## Problem details:
Line by line, repeat all the material exactly as it appears.
□ □ □
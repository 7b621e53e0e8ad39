//! Bank statement import route.

use axum::{
    Json, Router,
    body::Bytes,
    extract::{Query, State},
    http::StatusCode,
    response::{IntoResponse, Response},
    routing::post,
};
use rust_decimal::Decimal;
use serde::Deserialize;
use tracing::{info, warn};

use committee_core::ledger::{AccountType, import_statement};

use super::{error_response, ledger_error_response, parse_ledger_type, storage_error_response};
use crate::AppState;

/// Creates the import routes.
pub fn routes() -> Router<AppState> {
    Router::new().route("/ledger/import", post(import_bank_statement))
}

/// Query parameters for an import.
#[derive(Debug, Default, Deserialize)]
#[serde(rename_all = "camelCase")]
pub struct ImportQuery {
    /// Target account type.
    #[serde(rename = "type")]
    pub ledger_type: Option<String>,
    /// Account balance after the newest statement row.
    pub current_balance: Option<String>,
}

/// JSON form of the import body.
#[derive(Debug, Default, Deserialize)]
#[serde(rename_all = "camelCase")]
pub struct ImportBody {
    /// Raw statement text.
    #[serde(default)]
    pub csv: String,
    /// Account balance after the newest statement row.
    #[serde(default, with = "rust_decimal::serde::float_option")]
    pub current_balance: Option<Decimal>,
    /// Target account type.
    #[serde(default, rename = "type")]
    pub ledger_type: Option<String>,
}

/// POST `/ledger/import?type=BANK&currentBalance=1234.56`
///
/// The body is either the raw statement or an [`ImportBody`]. Query
/// parameters take precedence over body fields.
async fn import_bank_statement(
    State(state): State<AppState>,
    Query(query): Query<ImportQuery>,
    body: Bytes,
) -> Response {
    let mut current_balance = match query.current_balance.as_deref().map(str::trim) {
        None | Some("") => None,
        Some(raw) => match raw.parse::<Decimal>() {
            Ok(balance) => Some(balance),
            Err(_) => {
                return error_response(
                    StatusCode::BAD_REQUEST,
                    "INVALID_AMOUNT",
                    "Current balance must be a number",
                );
            }
        },
    };
    let mut ledger_type = query
        .ledger_type
        .map(|t| t.trim().to_string())
        .filter(|t| !t.is_empty());

    let raw = String::from_utf8_lossy(&body);
    let mut csv = raw.trim().to_string();
    if let Ok(json) = serde_json::from_slice::<ImportBody>(&body) {
        if !json.csv.trim().is_empty() {
            csv = json.csv;
        }
        if ledger_type.is_none() {
            ledger_type = json.ledger_type.filter(|t| !t.trim().is_empty());
        }
        if current_balance.is_none() {
            current_balance = json.current_balance;
        }
    }

    let Some(current_balance) = current_balance else {
        return error_response(
            StatusCode::BAD_REQUEST,
            "MISSING_FIELD",
            "Current balance is required",
        );
    };
    if csv.trim().is_empty() {
        return error_response(StatusCode::BAD_REQUEST, "MISSING_FIELD", "CSV content is required");
    }

    let ledger_type = match ledger_type {
        Some(raw) => match parse_ledger_type(Some(&raw)) {
            Ok(t) => t,
            Err(response) => return response,
        },
        None => AccountType::Bank,
    };

    let outcome = match import_statement(&csv, ledger_type, current_balance) {
        Ok(outcome) => outcome,
        Err(e) => return ledger_error_response(&e),
    };

    if let Err(e) = state.store.save_all(ledger_type, &outcome.ledgers).await {
        warn!(%ledger_type, "Import could not be stored");
        return storage_error_response(&e);
    }

    info!(
        %ledger_type,
        months = outcome.ledgers.len(),
        transactions = outcome.transaction_count,
        "Bank statement imported"
    );
    (StatusCode::OK, Json(outcome.summary(ledger_type))).into_response()
}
□ □ □
## Result:
repository 7b621e53e0e8ad39
//! Bank statement import route.

use axum::{
    Json, Router,
    body::Bytes,
    extract::{Query, State},
    http::StatusCode,
    response::{IntoResponse, Response},
    routing::post,
};
use rust_decimal::Decimal;
use serde::Deserialize;
use tracing::{info, warn};

use committee_core::ledger::{AccountType, import_statement};

use super::{error_response, ledger_error_response, parse_ledger_type, storage_error_response};
use crate::AppState;

/// Creates the import routes.
pub fn routes() -> Router<AppState> {
    Router::new().route("/ledger/import", post(import_bank_statement))
}

/// Query parameters for an import.
#[derive(Debug, Default, Deserialize)]
#[serde(rename_all = "camelCase")]
pub struct ImportQuery {
    /// Target account type.
    #[serde(rename = "type")]
    pub ledger_type: Option<String>,
    /// Account balance after the newest statement row.
    pub current_balance: Option<String>,
}

/// JSON form of the import body.
#[derive(Debug, Default, Deserialize)]
#[serde(rename_all = "camelCase")]
pub struct ImportBody {
    /// Raw statement text.
    #[serde(default)]
    pub csv: String,
    /// Account balance after the newest statement row.
    #[serde(default, with = "rust_decimal::serde::float_option")]
    pub current_balance: Option<Decimal>,
    /// Target account type.
    #[serde(default, rename = "type")]
    pub ledger_type: Option<String>,
}

/// POST `/ledger/import?type=BANK&currentBalance=1234.56`
///
/// The body is either the raw statement or an [`ImportBody`]. Query
/// parameters take precedence over body fields.
async fn import_bank_statement(
    State(state): State<AppState>,
    Query(query): Query<ImportQuery>,
    body: Bytes,
) -> Response {
    let mut current_balance = match query.current_balance.as_deref().map(str::trim) {
        None | Some("") => None,
        Some(raw) => match raw.parse::<Decimal>() {
            Ok(balance) => Some(balance),
            Err(_) => {
                return error_response(
                    StatusCode::BAD_REQUEST,
                    "INVALID_AMOUNT",
                    "Current balance must be a number",
                );
            }
        },
    };
    let mut ledger_type = query
        .ledger_type
        .map(|t| t.trim().to_string())
        .filter(|t| !t.is_empty());

    let raw = String::from_utf8_lossy(&body);
    let mut csv = raw.trim().to_string();
    if let Ok(json) = serde_json::from_slice::<ImportBody>(&body) {
        if !json.csv.trim().is_empty() {
            csv = json.csv;
        }
        if ledger_type.is_none() {
            ledger_type = json.ledger_type.filter(|t| !t.trim().is_empty());
        }
        if current_balance.is_none() {
            current_balance = json.current_balance;
        }
    }

    let Some(current_balance) = current_balance else {
        return error_response(
            StatusCode::BAD_REQUEST,
            "MISSING_FIELD",
            "Current balance is required",
        );
    };
    if csv.trim().is_empty() {
        return error_response(StatusCode::BAD_REQUEST, "MISSING_FIELD", "CSV content is required");
    }

    let ledger_type = match ledger_type {
        Some(raw) => match parse_ledger_type(Some(&raw)) {
            Ok(t) => t,
            Err(response) => return response,
        },
        None => AccountType::Bank,
    };

    let outcome = match import_statement(&csv, ledger_type, current_balance) {
        Ok(outcome) => outcome,
        Err(e) => return ledger_error_response(&e),
    };

    if let Err(e) = state.store.save_all(ledger_type, &outcome.ledgers).await {
        warn!(%ledger_type, "Import could not be stored");
        return storage_error_response(&e);
    }

    info!(
        %ledger_type,
        months = outcome.ledgers.len(),
        transactions = outcome.transaction_count,
        "Bank statement imported"
    );
    (StatusCode::OK, Json(outcome.summary(ledger_type))).into_response()
}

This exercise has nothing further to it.